Work instruction → Return only the lines of the listing below that run from the line with "#![forbid(unsafe_op_in_unsafe_fn)]" through the line with "pub trait Decode: Sized", both ends included, exactly as written.

Input for this task →
* * * * *

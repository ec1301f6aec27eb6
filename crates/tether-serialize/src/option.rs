//! Optional values and owning pointers.
//!
//! `Option<T>` carries a one-byte presence discriminant followed by the
//! payload iff present. `Box`/`Rc`/`Arc` are transparent: nullability in
//! Rust lives in `Option`, so the handle encodes exactly as its pointee.

use std::rc::Rc;
use std::sync::Arc;

use crate::{Decode, DecodeError, Encode, InputArchive, OutputArchive};

impl<T: Encode> Encode for Option<T> {
    fn encode(&self, out: &mut OutputArchive) {
        match self {
            Some(value) => {
                out.put_u8(1);
                value.encode(out);
            }
            None => out.put_u8(0),
        }
    }
}

impl<T: Decode> Decode for Option<T> {
    fn decode(input: &mut InputArchive<'_>) -> Result<Self, DecodeError> {
        match input.take_u8()? {
            0 => Ok(None),
            _ => Ok(Some(T::decode(input)?)),
        }
    }
}

macro_rules! transparent_handle {
    ($handle:ident) => {
        impl<T: Encode + ?Sized> Encode for $handle<T> {
            const PLAIN: bool = T::PLAIN;
            fn encode(&self, out: &mut OutputArchive) {
                (**self).encode(out);
            }
        }

        impl<T: Decode> Decode for $handle<T> {
            const PLAIN: bool = T::PLAIN;
            fn decode(input: &mut InputArchive<'_>) -> Result<Self, DecodeError> {
                Ok($handle::new(T::decode(input)?))
            }
        }
    };
}

transparent_handle!(Box);
transparent_handle!(Rc);
transparent_handle!(Arc);
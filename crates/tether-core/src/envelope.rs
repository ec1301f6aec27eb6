use crate::EnvelopeFlags;

/// Unit of wire traffic: a sequence number for correlation, a command
/// identifier (empty on responses), the flag byte and an opaque payload.
#[derive(Debug, Clone, PartialEq, Eq)]
pub struct Envelope {
    pub seq: u32,
    pub cmd: String,
    pub flags: EnvelopeFlags,
    pub payload: Vec<u8>,
}

impl Envelope {
    /// Outbound command envelope.
    pub fn command(seq: u32, cmd: impl Into<String>, flags: EnvelopeFlags, payload: Vec<u8>) -> Self {
        Self {
            seq,
            cmd: cmd.into(),
            flags: flags | EnvelopeFlags::COMMAND,
            payload,
        }
    }

    /// Plain response carrying `payload` back under the request's seq.
    pub fn response(seq: u32, payload: Vec<u8>) -> Self {
        Self {
            seq,
            cmd: String::new(),
            flags: EnvelopeFlags::RESPONSE,
            payload,
        }
    }

    /// Response telling the caller nothing is subscribed under its command.
    pub fn no_such_cmd(seq: u32) -> Self {
        Self {
            seq,
            cmd: String::new(),
            flags: EnvelopeFlags::RESPONSE | EnvelopeFlags::NO_SUCH_CMD,
            payload: Vec::new(),
        }
    }
}
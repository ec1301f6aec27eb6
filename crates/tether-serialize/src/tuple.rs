//! Pair and tuple rules: fields in order, each non-fundamental field in
//! its own length-prefixed slot. [`Skip`] marks a field that costs zero
//! bytes on the wire.

use crate::{Decode, DecodeError, Encode, InputArchive, OutputArchive};

/// Placeholder tuple element that encodes and decodes to nothing.
#[derive(Debug, Clone, Copy, Default, PartialEq, Eq)]
pub struct Skip;

impl Encode for Skip {
    const PLAIN: bool = true;
    fn encode(&self, _out: &mut OutputArchive) {}
}

impl Decode for Skip {
    const PLAIN: bool = true;
    fn decode(_input: &mut InputArchive<'_>) -> Result<Self, DecodeError> {
        Ok(Skip)
    }
}

macro_rules! impl_tuple {
    ($($name:ident : $idx:tt),+) => {
        impl<$($name: Encode),+> Encode for ($($name,)+) {
            fn encode(&self, out: &mut OutputArchive) {
                $( out.slot(&self.$idx); )+
            }
        }

        impl<$($name: Decode),+> Decode for ($($name,)+) {
            fn decode(input: &mut InputArchive<'_>) -> Result<Self, DecodeError> {
                Ok(($( input.slot::<$name>()?, )+))
            }
        }
    };
}

impl_tuple!(A: 0);
impl_tuple!(A: 0, B: 1);
impl_tuple!(A: 0, B: 1, C: 2);
impl_tuple!(A: 0, B: 1, C: 2, D: 3);
impl_tuple!(A: 0, B: 1, C: 2, D: 3, E: 4);
impl_tuple!(A: 0, B: 1, C: 2, D: 3, E: 4, F: 5);
impl_tuple!(A: 0, B: 1, C: 2, D: 3, E: 4, F: 5, G: 6);
impl_tuple!(A: 0, B: 1, C: 2, D: 3, E: 4, F: 5, G: 6, H: 7);
#![doc = include_str!("../README.md")]
#![forbid(unsafe_op_in_unsafe_fn)]

pub mod auto_size;

mod archive;
mod binary;
mod complex;
mod containers;
mod error;
mod option;
mod record;
mod scalar;
mod string;
mod time;
mod tuple;

pub use archive::{InputArchive, OutputArchive};
pub use binary::Binary;
pub use complex::Complex;
pub use error::DecodeError;
pub use tuple::Skip;

/// A value that can be written into an [`OutputArchive`].
pub trait Encode {
    /// Fixed-width fundamentals embed inline in structural positions;
    /// everything else gets an `auto_size` length prefix there.
    const PLAIN: bool = false;

    fn encode(&self, out: &mut OutputArchive);
}

/// A value that can be read back from an [`InputArchive`].
pub trait Decode: Sized {
    /// Must mirror [`Encode::PLAIN`] for the same type.
    const PLAIN: bool = false;

    fn decode(input: &mut InputArchive<'_>) -> Result<Self, DecodeError>;
}

impl<T: Encode + ?Sized> Encode for &T {
    const PLAIN: bool = T::PLAIN;

    fn encode(&self, out: &mut OutputArchive) {
        (**self).encode(out);
    }
}

/// Encode a value into a fresh byte buffer.
pub fn encode<T: Encode + ?Sized>(value: &T) -> Vec<u8> {
    let mut out = OutputArchive::new();
    value.encode(&mut out);
    out.into_bytes()
}

/// Decode a value from a byte buffer.
pub fn decode<T: Decode>(bytes: &[u8]) -> Result<T, DecodeError> {
    let mut input = InputArchive::new(bytes);
    T::decode(&mut input)
}
//! Byte-string rule: raw bytes with no length prefix.
//!
//! The enclosing slot supplies the window; a top-level string owns the
//! whole buffer. This keeps the common case (a string payload) free of
//! any framing overhead.

use crate::{Decode, DecodeError, Encode, InputArchive, OutputArchive};

impl Encode for str {
    fn encode(&self, out: &mut OutputArchive) {
        out.put_bytes(self.as_bytes());
    }
}

impl Encode for String {
    fn encode(&self, out: &mut OutputArchive) {
        out.put_bytes(self.as_bytes());
    }
}

impl Decode for String {
    fn decode(input: &mut InputArchive<'_>) -> Result<Self, DecodeError> {
        let bytes = input.take_rest();
        String::from_utf8(bytes.to_vec()).map_err(|_| DecodeError::InvalidValue("utf-8 string"))
    }
}

#[cfg(test)]
mod tests {
    use crate::{decode, encode};

    #[test]
    fn top_level_string_is_raw() {
        assert_eq!(encode(&String::from("hello")), b"hello");
        assert_eq!(decode::<String>(b"hello").unwrap(), "hello");
    }

    #[test]
    fn empty_string() {
        assert!(encode(&String::new()).is_empty());
        assert_eq!(decode::<String>(&[]).unwrap(), "");
    }

    #[test]
    fn invalid_utf8_is_rejected() {
        assert!(decode::<String>(&[0xFF, 0xFE]).is_err());
    }

    #[test]
    fn nested_strings_get_their_own_window() {
        let pair = (String::from("left"), String::from("right"));
        let back: (String, String) = decode(&encode(&pair)).unwrap();
        assert_eq!(back, pair);
    }
}
//! Length-prefix deframer for byte-stream transports.
//!
//! Each package travels as a 4-byte little-endian total length followed
//! by the package bytes. The framer accepts arbitrary chunkings, never
//! delivers a partial package and never conflates two packages. A body
//! declared larger than the configured maximum resets the framer and
//! reports a framing error; the next complete package starts cleanly.

use bytes::BytesMut;
use tracing::warn;

const HEADER_LEN: usize = 4;

pub struct Framer {
    max_body_size: u32,
    buf: BytesMut,
    /// Body length decoded from the header; 0 while the header itself is
    /// still being accumulated.
    body_size: u32,
    on_package: Option<Box<dyn FnMut(Vec<u8>)>>,
}

impl std::fmt::Debug for Framer {
    fn fmt(&self, f: &mut std::fmt::Formatter<'_>) -> std::fmt::Result {
        f.debug_struct("Framer")
            .field("max_body_size", &self.max_body_size)
            .field("buffered", &self.buf.len())
            .field("body_size", &self.body_size)
            .finish_non_exhaustive()
    }
}

impl Framer {
    pub fn new(max_body_size: u32) -> Self {
        Self {
            max_body_size,
            buf: BytesMut::new(),
            body_size: 0,
            on_package: None,
        }
    }

    /// Install the whole-package sink.
    pub fn set_on_package(&mut self, on_package: impl FnMut(Vec<u8>) + 'static) {
        self.on_package = Some(Box::new(on_package));
    }

    /// Prefix `data` with its length. `None` when the body exceeds `max`.
    pub fn pack_with_limit(data: &[u8], max: u32) -> Option<Vec<u8>> {
        if data.len() > max as usize {
            warn!(size = data.len(), max, "package exceeds max body size");
            return None;
        }
        let mut out = Vec::with_capacity(HEADER_LEN + data.len());
        out.extend_from_slice(&(data.len() as u32).to_le_bytes());
        out.extend_from_slice(data);
        Some(out)
    }

    /// Prefix `data` with its length under this framer's limit.
    pub fn pack(&self, data: &[u8]) -> Option<Vec<u8>> {
        Self::pack_with_limit(data, self.max_body_size)
    }

    /// Feed a chunk of stream bytes, delivering every package completed by
    /// it. Returns `false` on a framing error (the framer has reset).
    pub fn feed(&mut self, mut data: &[u8]) -> bool {
        loop {
            if self.body_size == 0 && self.buf.len() < HEADER_LEN {
                let need = HEADER_LEN - self.buf.len();
                if data.len() < need {
                    self.buf.extend_from_slice(data);
                    return true;
                }
                self.buf.extend_from_slice(&data[..need]);
                data = &data[need..];

                let header: [u8; HEADER_LEN] = self.buf[..HEADER_LEN].try_into().expect("header buffered");
                let size = u32::from_le_bytes(header);
                self.buf.clear();
                if size > self.max_body_size {
                    warn!(size, max = self.max_body_size, "framing error: body too large");
                    self.reset();
                    return false;
                }
                self.body_size = size;
            }

            let need = self.body_size as usize - self.buf.len();
            if data.len() < need {
                self.buf.extend_from_slice(data);
                return true;
            }
            self.buf.extend_from_slice(&data[..need]);
            data = &data[need..];

            let package = self.buf.split().to_vec();
            self.body_size = 0;
            if let Some(on_package) = self.on_package.as_mut() {
                on_package(package);
            }

            if data.is_empty() {
                return true;
            }
        }
    }

    /// Drop any partial state. Call on connect/disconnect.
    pub fn reset(&mut self) {
        self.buf.clear();
        self.body_size = 0;
    }
}
//! Encoding rules for the fundamental scalar types.
//!
//! 8- and 16-bit integers and `bool` occupy their fixed width as raw
//! little-endian bytes. Wider integers go through `auto_size` so small
//! values stay small on the wire. Floats are raw IEEE-754 little-endian.

use crate::{Decode, DecodeError, Encode, InputArchive, OutputArchive};

macro_rules! fixed_width {
    ($ty:ty, $width:expr) => {
        impl Encode for $ty {
            const PLAIN: bool = true;
            fn encode(&self, out: &mut OutputArchive) {
                out.put_bytes(&self.to_le_bytes());
            }
        }

        impl Decode for $ty {
            const PLAIN: bool = true;
            fn decode(input: &mut InputArchive<'_>) -> Result<Self, DecodeError> {
                let bytes = input.take_bytes($width)?;
                Ok(<$ty>::from_le_bytes(bytes.try_into().expect("width checked")))
            }
        }
    };
}

fixed_width!(u8, 1);
fixed_width!(i8, 1);
fixed_width!(u16, 2);
fixed_width!(i16, 2);
fixed_width!(f32, 4);
fixed_width!(f64, 8);

macro_rules! auto_unsigned {
    ($ty:ty) => {
        impl Encode for $ty {
            const PLAIN: bool = true;
            fn encode(&self, out: &mut OutputArchive) {
                out.put_auto_size(*self as u64);
            }
        }

        impl Decode for $ty {
            const PLAIN: bool = true;
            fn decode(input: &mut InputArchive<'_>) -> Result<Self, DecodeError> {
                Ok(input.take_auto_size()? as $ty)
            }
        }
    };
}

macro_rules! auto_signed {
    ($ty:ty) => {
        impl Encode for $ty {
            const PLAIN: bool = true;
            fn encode(&self, out: &mut OutputArchive) {
                out.put_auto_int(*self as i64);
            }
        }

        impl Decode for $ty {
            const PLAIN: bool = true;
            fn decode(input: &mut InputArchive<'_>) -> Result<Self, DecodeError> {
                Ok(input.take_auto_int()? as $ty)
            }
        }
    };
}

auto_unsigned!(u32);
auto_unsigned!(u64);
auto_unsigned!(usize);
auto_signed!(i32);
auto_signed!(i64);
auto_signed!(isize);

impl Encode for bool {
    const PLAIN: bool = true;
    fn encode(&self, out: &mut OutputArchive) {
        out.put_u8(*self as u8);
    }
}

impl Decode for bool {
    const PLAIN: bool = true;
    fn decode(input: &mut InputArchive<'_>) -> Result<Self, DecodeError> {
        Ok(input.take_u8()? != 0)
    }
}

// A char is its Unicode scalar value, compacted like the wide integers.
impl Encode for char {
    const PLAIN: bool = true;
    fn encode(&self, out: &mut OutputArchive) {
        out.put_auto_size(*self as u32 as u64);
    }
}

impl Decode for char {
    const PLAIN: bool = true;
    fn decode(input: &mut InputArchive<'_>) -> Result<Self, DecodeError> {
        let value = input.take_auto_size()?;
        u32::try_from(value)
            .ok()
            .and_then(char::from_u32)
            .ok_or(DecodeError::InvalidValue("char"))
    }
}

// Raw pointers travel as their address. This is only meaningful inside a
// single address space: the value is an opaque token, never dereferenced
// by the decoder, and has no defined meaning on another host.
impl<T> Encode for *const T {
    fn encode(&self, out: &mut OutputArchive) {
        out.put_auto_size(*self as usize as u64);
    }
}

impl<T> Decode for *const T {
    fn decode(input: &mut InputArchive<'_>) -> Result<Self, DecodeError> {
        Ok(input.take_auto_size()? as usize as *const T)
    }
}

impl<T> Encode for *mut T {
    fn encode(&self, out: &mut OutputArchive) {
        out.put_auto_size(*self as usize as u64);
    }
}

impl<T> Decode for *mut T {
    fn decode(input: &mut InputArchive<'_>) -> Result<Self, DecodeError> {
        Ok(input.take_auto_size()? as usize as *mut T)
    }
}

impl Encode for () {
    const PLAIN: bool = true;
    fn encode(&self, _out: &mut OutputArchive) {}
}

impl Decode for () {
    const PLAIN: bool = true;
    fn decode(_input: &mut InputArchive<'_>) -> Result<Self, DecodeError> {
        Ok(())
    }
}
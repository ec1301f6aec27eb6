//! Record and enum wiring.
//!
//! A record declares its field list once; the macro expands to ordered
//! member encodings with the usual slot discipline. The field order *is*
//! the wire contract: peers that disagree on it will not interoperate.

/// Implement [`Encode`](crate::Encode) and [`Decode`](crate::Decode) for a
/// struct from its ordered field list.
///
/// ```
/// use tether_serialize::{decode, define_record, encode};
///
/// #[derive(Debug, Default, PartialEq)]
/// struct Point {
///     x: i32,
///     y: i32,
///     label: String,
/// }
///
/// define_record!(Point { x, y, label });
///
/// let p = Point { x: -3, y: 4, label: "origin-ish".into() };
/// let back: Point = decode(&encode(&p)).unwrap();
/// assert_eq!(back, p);
/// ```
#[macro_export]
macro_rules! define_record {
    ($ty:ty { $($field:ident),+ $(,)? }) => {
        impl $crate::Encode for $ty {
            fn encode(&self, out: &mut $crate::OutputArchive) {
                $( out.slot(&self.$field); )+
            }
        }

        impl $crate::Decode for $ty {
            fn decode(
                input: &mut $crate::InputArchive<'_>,
            ) -> ::core::result::Result<Self, $crate::DecodeError> {
                Ok(Self {
                    $( $field: input.slot()?, )+
                })
            }
        }
    };
}

/// Implement the codec for a fieldless enum as its underlying integer.
///
/// ```
/// use tether_serialize::{decode, define_enum, encode};
///
/// #[derive(Debug, Clone, Copy, PartialEq)]
/// enum Mode {
///     Idle = 0,
///     Busy = 1,
/// }
///
/// define_enum!(Mode { Idle = 0, Busy = 1 });
///
/// assert_eq!(decode::<Mode>(&encode(&Mode::Busy)).unwrap(), Mode::Busy);
/// ```
#[macro_export]
macro_rules! define_enum {
    ($ty:ident { $($variant:ident = $value:expr),+ $(,)? }) => {
        impl $crate::Encode for $ty {
            fn encode(&self, out: &mut $crate::OutputArchive) {
                let value: u64 = match self {
                    $( $ty::$variant => $value, )+
                };
                out.put_auto_size(value);
            }
        }

        impl $crate::Decode for $ty {
            fn decode(
                input: &mut $crate::InputArchive<'_>,
            ) -> ::core::result::Result<Self, $crate::DecodeError> {
                match input.take_auto_size()? {
                    $( value if value == $value => Ok($ty::$variant), )+
                    _ => Err($crate::DecodeError::InvalidValue(stringify!($ty))),
                }
            }
        }
    };
}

* * * * *

Problem solution →
#![forbid(unsafe_op_in_unsafe_fn)]

pub mod auto_size;

mod archive;
mod binary;
mod complex;
mod containers;
mod error;
mod option;
mod record;
mod scalar;
mod string;
mod time;
mod tuple;

pub use archive::{InputArchive, OutputArchive};
pub use binary::Binary;
pub use complex::Complex;
pub use error::DecodeError;
pub use tuple::Skip;

/// A value that can be written into an [`OutputArchive`].
pub trait Encode {
    /// Fixed-width fundamentals embed inline in structural positions;
    /// everything else gets an `auto_size` length prefix there.
    const PLAIN: bool = false;

    fn encode(&self, out: &mut OutputArchive);
}

/// A value that can be read back from an [`InputArchive`].
pub trait Decode: Sized {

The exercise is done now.